Micromachines (Basel). 2020 Jun 25;11(6):620. doi: 10.3390/mi11060620.

Abstract

While droplet-based microfluidics is a powerful technique with transformative applications, most devices are passively operated and thus have limited real-time control over droplet contents. In this report, an automated droplet-based microfluidic device with pneumatic pumps and salt water electrodes was developed to generate and coalesce up to six aqueous-in-oil droplets (2.77 nL each). Custom control software combined six droplets drawn from any of four inlet reservoirs. Using our μChopper method for lock-in fluorescence detection, we first accomplished continuous linear calibration and quantified an unknown sample. Analyte-independent signal drifts and even an abrupt decrease in excitation light intensity were corrected in real-time.

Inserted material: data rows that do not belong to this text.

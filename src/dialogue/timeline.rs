//! Logical timeline for deferred dialogue work.
//!
//! The interpreter never sleeps. It queues deferred actions on a timeline
//! measured from when the widget was created, and the driver advances the
//! timeline with elapsed time. Tests advance it by hand.

use std::time::Duration;

use chrono::{DateTime, Utc};

use super::model::StepId;
use super::navigation::NavigationShortcut;

/// Source of wall-clock timestamps for transcript messages.
pub trait Clock: Send + Sync {
    fn now(&self) -> DateTime<Utc>;
}

/// The real clock.
#[derive(Debug, Clone, Copy, Default)]
pub struct SystemClock;

impl Clock for SystemClock {
    fn now(&self) -> DateTime<Utc> {
        Utc::now()
    }
}

/// A clock frozen at one instant.
#[derive(Debug, Clone, Copy)]
pub struct FixedClock(pub DateTime<Utc>);

impl Clock for FixedClock {
    fn now(&self) -> DateTime<Utc> {
        self.0
    }
}

/// Delays applied to one transition.
#[derive(Debug, Clone, Copy, PartialEq, Eq)]
pub struct Delays {
    /// Time before the target step's messages appear.
    pub reveal: Duration,
    /// Time before navigation shortcut effects reach the host.
    pub navigation: Duration,
}

impl Default for Delays {
    fn default() -> Self {
        Self {
            reveal: Duration::from_millis(500),
            navigation: Duration::from_millis(1000),
        }
    }
}

impl Delays {
    /// Zero delays, for hosts that render everything at once.
    pub fn immediate() -> Self {
        Self {
            reveal: Duration::ZERO,
            navigation: Duration::ZERO,
        }
    }
}

/// Work the interpreter has deferred.
#[derive(Debug, Clone, PartialEq, Eq)]
pub enum DeferredAction {
    /// Append the step's messages and recompute the input affordance.
    Reveal(StepId),
    /// Hand a navigation shortcut to the host.
    Navigate(NavigationShortcut),
}

#[derive(Debug, Clone)]
struct Scheduled {
    seq: u64,
    due: Duration,
    action: DeferredAction,
}

/// Pending deferred actions on a single logical timeline.
#[derive(Debug, Default)]
pub struct Timeline {
    now: Duration,
    next_seq: u64,
    pending: Vec<Scheduled>,
}

impl Timeline {
    pub fn new() -> Self {
        Self::default()
    }

    /// Current position on the timeline.
    pub fn now(&self) -> Duration {
        self.now
    }

    /// Queue `action` to fire `delay` from now.
    pub fn schedule(&mut self, delay: Duration, action: DeferredAction) -> u64 {
        let seq = self.next_seq;
        self.next_seq += 1;
        self.pending.push(Scheduled {
            seq,
            due: self.now + delay,
            action,
        });
        seq
    }

    /// Move the timeline to `at` and drain everything due by then, ordered by
    /// due time and then by scheduling order. Moving backwards is ignored.
    pub fn advance_to(&mut self, at: Duration) -> Vec<DeferredAction> {
        if at > self.now {
            self.now = at;
        }
        let now = self.now;
        let (mut due, rest): (Vec<_>, Vec<_>) =
            self.pending.drain(..).partition(|s| s.due <= now);
        self.pending = rest;
        due.sort_by_key(|s| (s.due, s.seq));
        due.into_iter().map(|s| s.action).collect()
    }

    /// When the earliest pending action falls due.
    pub fn next_due(&self) -> Option<Duration> {
        self.pending.iter().map(|s| s.due).min()
    }

    /// Drop every pending action, returning them in scheduling order.
    pub fn cancel_all(&mut self) -> Vec<DeferredAction> {
        let mut cancelled: Vec<_> = self.pending.drain(..).collect();
        cancelled.sort_by_key(|s| s.seq);
        cancelled.into_iter().map(|s| s.action).collect()
    }

    pub fn is_idle(&self) -> bool {
        self.pending.is_empty()
    }
}

#[cfg(test)]
mod tests {
    use super::*;

    fn reveal(id: &str) -> DeferredAction {
        DeferredAction::Reveal(id.into())
    }

    #[test]
    fn nothing_fires_before_due() {
        let mut timeline = Timeline::new();
        timeline.schedule(Duration::from_millis(500), reveal("a"));
        assert!(timeline.advance_to(Duration::from_millis(499)).is_empty());
        assert_eq!(timeline.next_due(), Some(Duration::from_millis(500)));
        assert_eq!(timeline.advance_to(Duration::from_millis(500)), vec![reveal("a")]);
        assert!(timeline.is_idle());
    }

    #[test]
    fn fires_in_due_then_schedule_order() {
        let mut timeline = Timeline::new();
        timeline.schedule(Duration::from_millis(1000), reveal("late"));
        timeline.schedule(Duration::from_millis(500), reveal("first"));
        timeline.schedule(Duration::from_millis(500), reveal("second"));
        let fired = timeline.advance_to(Duration::from_secs(2));
        assert_eq!(fired, vec![reveal("first"), reveal("second"), reveal("late")]);
    }

    #[test]
    fn delays_are_relative_to_current_position() {
        let mut timeline = Timeline::new();
        timeline.advance_to(Duration::from_secs(10));
        timeline.schedule(Duration::from_millis(500), reveal("a"));
        assert_eq!(timeline.next_due(), Some(Duration::from_millis(10_500)));
    }

    #[test]
    fn going_backwards_is_ignored() {
        let mut timeline = Timeline::new();
        timeline.advance_to(Duration::from_secs(5));
        timeline.advance_to(Duration::from_secs(1));
        assert_eq!(timeline.now(), Duration::from_secs(5));
    }

    #[test]
    fn cancel_all_empties_the_queue() {
        let mut timeline = Timeline::new();
        timeline.schedule(Duration::from_millis(500), reveal("a"));
        timeline.schedule(Duration::from_millis(100), reveal("b"));
        assert!(!timeline.is_idle());
        assert_eq!(timeline.cancel_all(), vec![reveal("a"), reveal("b")]);
        assert!(timeline.advance_to(Duration::from_secs(60)).is_empty());
        assert_eq!(timeline.next_due(), None);
    }
}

The system was then validated with homogeneous insulin immunoassays that showed a nonlinear response. On-chip droplet merging with antibody-oligonucleotide (Ab-oligo) probes, insulin standards, and buffer permitted the real-time calibration and correction of large signal drifts. Full calibrations (LODconc = 2 ng mL-1 = 300 pM; LODamt = 5 amol) required <1 min with merely 13.85 nL of Ab-oligo reagents, giving cost-savings 160-fold over the standard well-plate format while also automating the workflow. This proof-of-concept device-effectively a microfluidic digital-to-analog converter-is readily scalable to more droplets, and it is well-suited for the real-time automation of bioassays that call for expensive reagents.

Keywords: droplets; homogeneous immunoassay; lock-in detection; on-chip mergers; pneumatic valves; programmable droplet formation; real-time calibration.